WORK TO COMPLETE> Below are some records; return each one exactly as written.

Stored items>
....................

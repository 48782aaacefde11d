//! Recovery of the `{command, reason}` object from free-form model output.
//!
//! Models wrap their JSON in prose or code fences often enough that the
//! response text cannot be parsed directly. Extraction tries the span from
//! the first `{` to the last `}` first. When that span is not a JSON object
//! (two objects, stray braces in prose), a single pass over the text tries
//! each balanced span as it closes and keeps the outermost one that parses.

use serde_json::{Map, Value};
use tracing::debug;

/// A corrected command and the model's explanation. An empty `command` means
/// the model had no confident fix.
#[derive(Debug, Clone, Default, PartialEq)]
pub struct FixSuggestion {
    pub command: String,
    pub reason: String,
}

impl FixSuggestion {
    pub fn has_command(&self) -> bool {
        !self.command.is_empty()
    }
}

/// Extracts a suggestion from raw model output, or `None` when the text
/// holds no JSON object.
pub fn extract_suggestion(raw: &str) -> Option<FixSuggestion> {
    let object = greedy_span(raw)
        .and_then(parse_object)
        .or_else(|| {
            debug!("Greedy span did not parse, scanning balanced spans");
            first_balanced_object(raw)
        })?;

    Some(FixSuggestion {
        command: single_line(string_field(&object, "command")),
        reason: string_field(&object, "reason").trim().to_string(),
    })
}

fn greedy_span(text: &str) -> Option<&str> {
    let start = text.find('{')?;
    let end = text.rfind('}')?;
    (start < end).then(|| &text[start..=end])
}

/// Scans once, keeping a stack of open-brace offsets. Braces inside JSON
/// string literals do not count. A span that parses replaces an earlier
/// candidate only when it encloses it, and the scan stops as soon as every
/// open brace is closed and a candidate exists.
fn first_balanced_object(text: &str) -> Option<Map<String, Value>> {
    let mut open: Vec<usize> = Vec::new();
    let mut in_string = false;
    let mut escaped = false;
    let mut found: Option<(usize, Map<String, Value>)> = None;

    for (i, c) in text.char_indices() {
        if in_string {
            match c {
                _ if escaped => escaped = false,
                '\\' => escaped = true,
                '"' => in_string = false,
                _ => {}
            }
            continue;
        }
        match c {
            '"' if !open.is_empty() => in_string = true,
            '{' => open.push(i),
            '}' => {
                let Some(start) = open.pop() else { continue };
                if let Some(object) = parse_object(&text[start..=i]) {
                    if found.as_ref().is_none_or(|(earlier, _)| start < *earlier) {
                        found = Some((start, object));
                    }
                }
                if open.is_empty() && found.is_some() {
                    break;
                }
            }
            _ => {}
        }
    }
    found.map(|(_, object)| object)
}

fn parse_object(span: &str) -> Option<Map<String, Value>> {
    match serde_json::from_str::<Value>(span) {
        Ok(Value::Object(object)) => Some(object),
        _ => None,
    }
}

/// Reads a string field; absent or non-string values read as empty.
fn string_field<'a>(object: &'a Map<String, Value>, key: &str) -> &'a str {
    object.get(key).and_then(Value::as_str).unwrap_or("")
}

/// Keeps the first non-empty line so the command can be re-executed as-is.
fn single_line(command: &str) -> String {
    command
        .split(['\n', '\r', '\u{2028}', '\u{2029}', '\u{85}'])
        .map(str::trim)
        .find(|line| !line.is_empty())
        .unwrap_or("")
        .to_string()
}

....................

WRITTEN REPLY>
repository 48782aaacefde11d
//! Recovery of the `{command, reason}` object from free-form model output.
//!
//! Models wrap their JSON in prose or code fences often enough that the
//! response text cannot be parsed directly. Extraction tries the span from
//! the first `{` to the last `}` first. When that span is not a JSON object
//! (two objects, stray braces in prose), a single pass over the text tries
//! each balanced span as it closes and keeps the outermost one that parses.

use serde_json::{Map, Value};
use tracing::debug;

/// A corrected command and the model's explanation. An empty `command` means
/// the model had no confident fix.
#[derive(Debug, Clone, Default, PartialEq)]
pub struct FixSuggestion {
    pub command: String,
    pub reason: String,
}

impl FixSuggestion {
    pub fn has_command(&self) -> bool {
        !self.command.is_empty()
    }
}

/// Extracts a suggestion from raw model output, or `None` when the text
/// holds no JSON object.
pub fn extract_suggestion(raw: &str) -> Option<FixSuggestion> {
    let object = greedy_span(raw)
        .and_then(parse_object)
        .or_else(|| {
            debug!("Greedy span did not parse, scanning balanced spans");
            first_balanced_object(raw)
        })?;

    Some(FixSuggestion {
        command: single_line(string_field(&object, "command")),
        reason: string_field(&object, "reason").trim().to_string(),
    })
}

fn greedy_span(text: &str) -> Option<&str> {
    let start = text.find('{')?;
    let end = text.rfind('}')?;
    (start < end).then(|| &text[start..=end])
}

/// Scans once, keeping a stack of open-brace offsets. Braces inside JSON
/// string literals do not count. A span that parses replaces an earlier
/// candidate only when it encloses it, and the scan stops as soon as every
/// open brace is closed and a candidate exists.
fn first_balanced_object(text: &str) -> Option<Map<String, Value>> {
    let mut open: Vec<usize> = Vec::new();
    let mut in_string = false;
    let mut escaped = false;
    let mut found: Option<(usize, Map<String, Value>)> = None;

    for (i, c) in text.char_indices() {
        if in_string {
            match c {
                _ if escaped => escaped = false,
                '\\' => escaped = true,
                '"' => in_string = false,
                _ => {}
            }
            continue;
        }
        match c {
            '"' if !open.is_empty() => in_string = true,
            '{' => open.push(i),
            '}' => {
                let Some(start) = open.pop() else { continue };
                if let Some(object) = parse_object(&text[start..=i]) {
                    if found.as_ref().is_none_or(|(earlier, _)| start < *earlier) {
                        found = Some((start, object));
                    }
                }
                if open.is_empty() && found.is_some() {
                    break;
                }
            }
            _ => {}
        }
    }
    found.map(|(_, object)| object)
}

fn parse_object(span: &str) -> Option<Map<String, Value>> {
    match serde_json::from_str::<Value>(span) {
        Ok(Value::Object(object)) => Some(object),
        _ => None,
    }
}

/// Reads a string field; absent or non-string values read as empty.
fn string_field<'a>(object: &'a Map<String, Value>, key: &str) -> &'a str {
    object.get(key).and_then(Value::as_str).unwrap_or("")
}

/// Keeps the first non-empty line so the command can be re-executed as-is.
fn single_line(command: &str) -> String {
    command
        .split(['\n', '\r', '\u{2028}', '\u{2029}', '\u{85}'])
        .map(str::trim)
        .find(|line| !line.is_empty())
        .unwrap_or("")
        .to_string()
}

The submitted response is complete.